The Buddhist path is a training in methods that truly produce happy results. Part of this training is to cultivate an understanding of the ways that common confused approaches lead instead to suffering. One needs to understand what is confused about confusion. A classic instance of confused action is rigidly clinging to a conceptualization of the world as some particular arrangement of objects with various relationships to each other and oneself. If one can see that any such conceptualization is of only limited validity, that the more rigidly one clings to such fixed ideas the more pain results from the inevitable mismatches, then one may become more able to catch oneself as one's habits again drive one into such conceptual clinging, and gradually train oneself to develop a mental pliability that can freely take up and let go of conceptualizations, with the openness to allow the value and use of each to display themselves.
The paradoxes considered here are not new. Various versions appear in the classical philosophical traditions around the world. Any way of thinking has somehow to make peace with these paradoxes. Whatever solution is settled upon is inevitably unstable, but various defense mechanisms can be cultivated to prevent the logical problems from destabilizing the patterns of thinking that form one of the fundamental subsystems of any culture. Modern scientific culture has its instabilities and defense mechanisms like any other. By bringing these to light and recognizing them we may become more able to weigh their costs and benefits and choose among alternatives more wisely and compassionately.
So let's look at some object like an automobile.
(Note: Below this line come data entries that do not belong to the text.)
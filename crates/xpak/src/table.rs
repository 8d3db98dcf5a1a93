//! In-memory directory table
//!
//! The on-disk table region is a fixed 32 MiB reservation of sequential
//! 256-byte records, terminated by the first zero-hash record. In memory the
//! table is an explicit capacity-bounded sequence of slots (insertion order
//! preserved, removed entries tombstoned) plus a hash index over the live
//! slots. Path lookups derive their key through [`path_hash`], so there is no
//! second path-keyed map to keep synchronized.

use crate::entry::{DirEntry, ENTRY_SIZE};
use crate::error::{PackError, Result};
use crate::hash::path_hash;
use std::collections::HashMap;
use tracing::debug;

/// Size of the reserved on-disk table region.
pub const TABLE_SIZE: usize = 0x0200_0000; // 32 MiB

/// Maximum number of records the table region can hold.
pub const MAX_ENTRIES: usize = TABLE_SIZE / ENTRY_SIZE; // 131072

#[derive(Debug, Default)]
pub struct DirectoryTable {
    /// Insertion-ordered slots; `None` marks a removed entry.
    slots: Vec<Option<DirEntry>>,
    /// Live entries by path hash, indexing into `slots`.
    by_hash: HashMap<u64, usize>,
}

impl DirectoryTable {
    pub fn new() -> Self {
        Self::default()
    }

    /// Build a table by scanning a de-obfuscated table region.
    ///
    /// Scanning stops at the first zero-hash record or after [`MAX_ENTRIES`]
    /// records. A duplicate hash before the sentinel is data corruption.
    pub fn from_region(region: &[u8]) -> Result<Self> {
        let mut table = Self::new();

        for chunk in region.chunks_exact(ENTRY_SIZE).take(MAX_ENTRIES) {
            // chunks_exact yields exactly ENTRY_SIZE bytes per chunk.
            let mut record = [0u8; ENTRY_SIZE];
            record.copy_from_slice(chunk);
            let Some(entry) = DirEntry::decode(&record)? else {
                break;
            };

            if table.by_hash.contains_key(&entry.path_hash) {
                return Err(PackError::CorruptTable(format!(
                    "duplicate hash {:016x} for {}",
                    entry.path_hash, entry.name
                )));
            }
            table.insert_slot(entry);
        }

        debug!("scanned directory table: {} entries", table.len());
        Ok(table)
    }

    /// Serialize all entries in ascending-hash order into a full table
    /// region. Fails before producing any bytes if the table exceeds
    /// capacity; a truncated table is never emitted.
    pub fn write_region(&self) -> Result<Vec<u8>> {
        let count = self.len();
        if count > MAX_ENTRIES {
            return Err(PackError::TooManyEntries {
                count,
                capacity: MAX_ENTRIES,
            });
        }

        let mut region = vec![0u8; TABLE_SIZE];
        for (i, entry) in self.iter_sorted_by_hash().into_iter().enumerate() {
            region[i * ENTRY_SIZE..(i + 1) * ENTRY_SIZE].copy_from_slice(&entry.encode());
        }
        Ok(region)
    }

    pub fn get_by_hash(&self, hash: u64) -> Option<&DirEntry> {
        let idx = *self.by_hash.get(&hash)?;
        self.slots[idx].as_ref()
    }

    pub fn get_by_path(&self, path: &str) -> Option<&DirEntry> {
        self.get_by_hash(path_hash(path))
    }

    pub fn contains_path(&self, path: &str) -> bool {
        self.get_by_path(path).is_some()
    }

    /// Insert or replace the entry for its hash. A replace reuses the
    /// original slot, so insertion order (and offset tie-breaking) is stable.
    pub fn upsert(&mut self, entry: DirEntry) {
        if let Some(&idx) = self.by_hash.get(&entry.path_hash) {
            self.slots[idx] = Some(entry);
        } else {
            self.insert_slot(entry);
        }
    }

    pub fn remove(&mut self, hash: u64) -> Option<DirEntry> {
        let idx = self.by_hash.remove(&hash)?;
        self.slots[idx].take()
    }

    /// Live entries in ascending payload offset order; equal offsets keep
    /// insertion order.
    pub fn iter_by_offset(&self) -> Vec<&DirEntry> {
        let mut entries: Vec<&DirEntry> = self.slots.iter().flatten().collect();
        entries.sort_by_key(|e| e.file_offset);
        entries
    }

    /// Live entries in ascending hash order, the canonical persisted order.
    pub fn iter_sorted_by_hash(&self) -> Vec<&DirEntry> {
        let mut entries: Vec<&DirEntry> = self.slots.iter().flatten().collect();
        entries.sort_by_key(|e| e.path_hash);
        entries
    }

    pub fn len(&self) -> usize {
        self.by_hash.len()
    }

    pub fn is_empty(&self) -> bool {
        self.by_hash.is_empty()
    }

    fn insert_slot(&mut self, entry: DirEntry) {
        self.by_hash.insert(entry.path_hash, self.slots.len());
        self.slots.push(Some(entry));
    }
}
Perhaps this automobile is connected to a trailer. Does this combination of automobile and trailer form some new object, an automobile-plus-trailer? Of course this is just a game of semantics, of words and their meanings. But if it is just a game of semantics to ask, "Is that an automobile-plus-trailer," isn't is just as much a game to ask, "Is that an automobile?" Just like "automobile-plus-trailer" is just a made-up word one can use to refer to an arrangement of an automobile connected to a trailer, isn't "automobile" just a made-up word one can use to refer to an arrangment of a body mounted on a chassis with an engine bolted in and hooked to the wheels? Suppose you put an automobile in your garage, and then pull the engine out and set it alongside. Is there still an automobile in the garage? Is the engine still part of the automobile or are the automobile and the engine now separate objects? Suppose you mount the engine in some other chassis-plus-body and drive that new combination away. Is the chassis-plus-body still in the garage an automobile? Does is still include the engine that was driven away? Suppose we mount a new replacement engine in the chassis-plus-body in the garage. Is there now an automobile in the garage, and is this new engine a part of it? Is this automobile the same automobile that we started with in the garage?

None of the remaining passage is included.